Ça engendre un financement en grande partie étranger pour le « convoi de la liberté », et des appuis de Candace Owens, commentatrice proche de Trump, qui implore les troupes américaines d’intervenir au Canada pour défaire « le régime tyrannique du dictateur Justin Trudeau Castro », ou de Tucker Carlson, de Fox, qui dit sans rire que le Canada est sous la loi martiale, une dictature pire que la Chine. Pour eux, le réel est une fake news, et leurs mensonges, la réalité. Ils se croient. Au Sud, ces médias ne sont plus alternatifs du tout, et les facts checkers font barrage contre un océan délirant. C’est ainsi qu’on en arrive à un concept de LIBERTÉ dévoyé, bramé comme un mantra par des habitants d’un pays riche, libre et privilégié.

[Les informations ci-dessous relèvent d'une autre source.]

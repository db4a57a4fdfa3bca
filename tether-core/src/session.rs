//! Single request → status exchange on an already-connected socket.
//!
//! ```text
//! Client ──[hex4 len][command]──────────► Server
//! Server ──OKAY─────────────────────────► Client   (nothing else consumed)
//!   or
//! Server ──FAIL[hex4 len][diagnostic]───► Client
//! ```
//!
//! No retries happen here: a rejected command is reported verbatim.

use tokio::io::{AsyncRead, AsyncWrite, AsyncWriteExt};
use tracing::debug;

use crate::codec::{self, Status};
use crate::error::{Result, TetherError};

/// Send `command` and wait for its status.
///
/// On `OKAY` nothing past the status token is read, so the caller can
/// continue with whatever the server sends next (a payload, or raw
/// stream bytes).
pub async fn send<S>(conn: &mut S, command: &str) -> Result<()>
where
    S: AsyncRead + AsyncWrite + Unpin + ?Sized,
{
    let frame = codec::encode(command)?;
    conn.write_all(&frame).await?;
    conn.flush().await?;

    let token = codec::read_token(conn).await?;
    match Status::from_token(&token)? {
        Status::Okay => {
            debug!(command, "OKAY");
            Ok(())
        }
        Status::Fail => {
            let diagnostic = codec::read_frame(conn).await?;
            debug!(command, %diagnostic, "FAIL");
            Err(TetherError::CommandFailed {
                command: command.to_string(),
                diagnostic,
            })
        }
    }
}

/// Read one length-prefixed response body (listing, features, version).
pub async fn read_response_payload<S>(conn: &mut S) -> Result<String>
where
    S: AsyncRead + Unpin + ?Sized,
{
    codec::read_frame(conn).await
}

// ── Tests ────────────────────────────────────────────────────────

C’est une partie minoritaire de la population qui a basculé, mais ce phénomène survient dans des sociétés fragilisées, atomisées, démissionnaires, où les camps idéologiques se toisent et se défient. Populistes contre gauche radicale, Montréal contre le reste du Québec, milléniaux contre boomers. La vérité est que nous faisons de moins en moins société, de moins en moins confiance aux élites, aux élus, aux médias.

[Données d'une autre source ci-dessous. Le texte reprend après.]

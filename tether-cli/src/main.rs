//! tether: debug-bridge host client.
//!
//! ```text
//! tether devices                  List attached devices
//! tether version                  Print the host server's protocol version
//! tether features                 Print the selected device's features
//! tether open shell:              Pipe stdin/stdout through a device service
//! tether --config <path> ...      Use custom config TOML
//! tether --gen-config             Dump default config and exit
//! ```

use std::path::PathBuf;

use clap::{Parser, Subcommand};
use tracing::{debug, info};
use tracing_subscriber::EnvFilter;

use tether_cli::config::CliConfig;
use tether_cli::launcher::ProcessLauncher;
use tether_cli::pipe::pipe;
use tether_core::{
    AssumeRunning, BoundClient, DeviceState, ServerLauncher, list_devices, server_version,
};

// ── CLI ──────────────────────────────────────────────────────────

#[derive(Parser, Debug)]
#[command(name = "tether", about = "Debug-bridge host server client")]
struct Cli {
    /// Path to configuration TOML file.
    #[arg(short, long, default_value = "tether.toml")]
    config: PathBuf,

    /// Server host (overrides config).
    #[arg(long)]
    host: Option<String>,

    /// Server port (overrides config).
    #[arg(short = 'P', long)]
    port: Option<u16>,

    /// Device selector (overrides config). Example: host:transport-usb
    #[arg(short, long)]
    selector: Option<String>,

    /// Print the default configuration to stdout and exit.
    #[arg(long)]
    gen_config: bool,

    #[command(subcommand)]
    command: Option<Action>,
}

#[derive(Subcommand, Debug)]
enum Action {
    /// List attached devices.
    Devices,
    /// Print the host server's protocol version.
    Version,
    /// Print the features advertised by the selected device.
    Features,
    /// Open a raw stream to a device service and pipe stdio through it.
    Open {
        /// Destination service, e.g. `shell:` or `shell:ls /`.
        destination: String,
    },
}

// ── Main ─────────────────────────────────────────────────────────

#[tokio::main]
async fn main() -> Result<(), Box<dyn std::error::Error>> {
    let cli = Cli::parse();

    if cli.gen_config {
        let text = toml::to_string_pretty(&CliConfig::default())?;
        println!("{text}");
        return Ok(());
    }

    let mut config = CliConfig::load(&cli.config);
    if let Some(host) = cli.host {
        config.server.host = host;
    }
    if let Some(port) = cli.port {
        config.server.port = port;
    }
    if let Some(selector) = cli.selector {
        config.device.selector = selector;
    }

    // Init tracing. stdout carries device data, so logs go to stderr.
    let filter = EnvFilter::try_from_default_env()
        .unwrap_or_else(|_| EnvFilter::new(&config.logging.level));
    tracing_subscriber::fmt()
        .with_env_filter(filter)
        .with_writer(std::io::stderr)
        .init();

    debug!("tether v{}", env!("CARGO_PKG_VERSION"));

    let launcher: Box<dyn ServerLauncher> = if config.launcher.start_server {
        Box::new(ProcessLauncher::new(&config.launcher.program))
    } else {
        Box::new(AssumeRunning)
    };
    launcher.ensure_running(&config.server).await?;

    match cli.command.unwrap_or(Action::Devices) {
        Action::Devices => {
            for device in list_devices(&config.server).await? {
                let state = match &device.state {
                    Some(DeviceState::Device) => "device",
                    Some(DeviceState::Offline) => "offline",
                    Some(DeviceState::Unauthorized) => "unauthorized",
                    Some(DeviceState::Other(s)) => s.as_str(),
                    None => "-",
                };
                println!(
                    "{}\t{}\ttransport_id:{}\t{}",
                    device.serial,
                    state,
                    device.transport_id,
                    device.model.as_deref().unwrap_or("-"),
                );
            }
        }
        Action::Version => {
            println!("{}", server_version(&config.server).await?);
        }
        Action::Features => {
            let client = connect(&config).await?;
            for feature in client.features().iter() {
                println!("{feature}");
            }
        }
        Action::Open { destination } => {
            let client = connect(&config).await?;
            let stream = client.open(&destination).await?;
            info!(
                device = client.display_name(),
                %destination,
                read_timeout = ?stream.read_timeout(),
                "stream open"
            );
            pipe(stream, tokio::io::stdin(), tokio::io::stdout()).await?;
        }
    }

    Ok(())
}

async fn connect(config: &CliConfig) -> tether_core::Result<BoundClient> {
    BoundClient::connect(
        config.server.clone(),
        config.selector()?,
        config.device.serial.clone(),
    )
    .await
}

Les fractures dominent le paysage social, en cette fin de cinquième vague pandémique. Quelque part, le monde des réalités alternatives, avec ses certitudes, est rassurant pour ses adeptes. Il offre but et réconfort.

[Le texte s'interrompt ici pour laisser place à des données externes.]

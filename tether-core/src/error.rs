//! Domain-specific error types for the host control protocol.
//!
//! All fallible operations return `Result<T, TetherError>`.
//! No panics on malformed server output; every error is typed and
//! reported to the immediate caller without retry.

use std::time::Duration;
use thiserror::Error;

/// Convenience alias used throughout the crate.
pub type Result<T> = std::result::Result<T, TetherError>;

/// The canonical error type for the host control protocol.
#[derive(Debug, Error)]
pub enum TetherError {
    // ── Encoding Errors ──────────────────────────────────────────
    /// A request does not fit in a 4-hex-digit length prefix.
    #[error("command too long: {size} bytes (max {max})")]
    CommandTooLong { size: usize, max: usize },

    // ── Protocol Errors ──────────────────────────────────────────
    /// The server violated the wire contract.
    #[error("protocol violation: {0}")]
    Protocol(&'static str),

    /// A length prefix was not four ASCII hex digits.
    #[error("invalid length prefix: {0:?}")]
    InvalidLengthPrefix([u8; 4]),

    /// A response body was not valid UTF-8.
    #[error("invalid utf-8: {0}")]
    InvalidUtf8(#[from] std::string::FromUtf8Error),

    // ── Command Errors ───────────────────────────────────────────
    /// The server answered `FAIL` to a request.
    #[error("command `{command}` failed: {diagnostic}")]
    CommandFailed { command: String, diagnostic: String },

    // ── Connection Errors ────────────────────────────────────────
    /// The TCP/IO layer reported an error.
    #[error("connection error: {0}")]
    Connection(#[from] std::io::Error),

    /// Connecting to the server exceeded its deadline.
    #[error("timeout after {0:?}")]
    Timeout(Duration),

    /// The server launcher could not bring the server up.
    #[error("server launch failed: {0}")]
    Launch(String),

    // ── Configuration Errors ─────────────────────────────────────
    /// A selector string could not be parsed.
    #[error("invalid selector: {0}")]
    InvalidSelector(String),
}

/// Coarse classification of a [`TetherError`].
#[derive(Debug, Clone, Copy, PartialEq, Eq)]
pub enum ErrorKind {
    /// The request could not be framed.
    Encoding,
    /// The server broke the wire contract; retrying will not help.
    Protocol,
    /// The server rejected a request with a diagnostic.
    Command,
    /// Socket-level connect, read, write or timeout failure.
    Connection,
    /// Caller-supplied configuration was unusable.
    Config,
}

impl TetherError {
    pub fn kind(&self) -> ErrorKind {
        match self {
            Self::CommandTooLong { .. } => ErrorKind::Encoding,
            Self::Protocol(_) | Self::InvalidLengthPrefix(_) | Self::InvalidUtf8(_) => {
                ErrorKind::Protocol
            }
            Self::CommandFailed { .. } => ErrorKind::Command,
            Self::Connection(_) | Self::Timeout(_) | Self::Launch(_) => ErrorKind::Connection,
            Self::InvalidSelector(_) => ErrorKind::Config,
        }
    }

    /// Server-authored diagnostic text, if the server answered `FAIL`.
    pub fn diagnostic(&self) -> Option<&str> {
        match self {
            Self::CommandFailed { diagnostic, .. } => Some(diagnostic.as_str()),
            _ => None,
        }
    }

    /// Whether this error came from a connect or read deadline.
    pub fn is_timeout(&self) -> bool {
        match self {
            Self::Timeout(_) => true,
            Self::Connection(e) => e.kind() == std::io::ErrorKind::TimedOut,
            _ => false,
        }
    }
}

Cette brèche ouverte avec la pandémie ne se refermera pas. Février 2022, Ottawa : la date et le lieu de fondation d’un mouvement. Certes, les acteurs du siège de la capitale fédérale sont rentrés chez eux, dans leurs communautés au Nouveau-Brunswick, en Alberta ou au Québec, en camion ou en camionnette, avec leurs drapeaux et des souvenirs communs. Mais ils vont essaimer. Car ils ont VU leur force. Ils savent qu’ils ont des alliés, qu’ils peuvent se faire financer, occuper tout l’espace dans les médias traditionnels, qu’ils peuvent paralyser une ville, un Parlement, voire menacer le pouvoir.

Une fois les mesures sanitaires levées (grâce à eux, croiront-ils), ils se tourneront vers une nouvelle cause, déjà toute désignée : les changements climatiques. Nous n’en avons pas fini avec les irrationnels. Ottawa a signé leur acte de naissance officiel.

Ne répétons pas l’erreur et l’affront de les ignorer, de les sous-estimer ou de les railler. Ils sont dangereux, toxiques pour des démocraties déjà très poquées. Car voici le paradoxe : ils sont dans l’irréel. Mais ils sont très réels.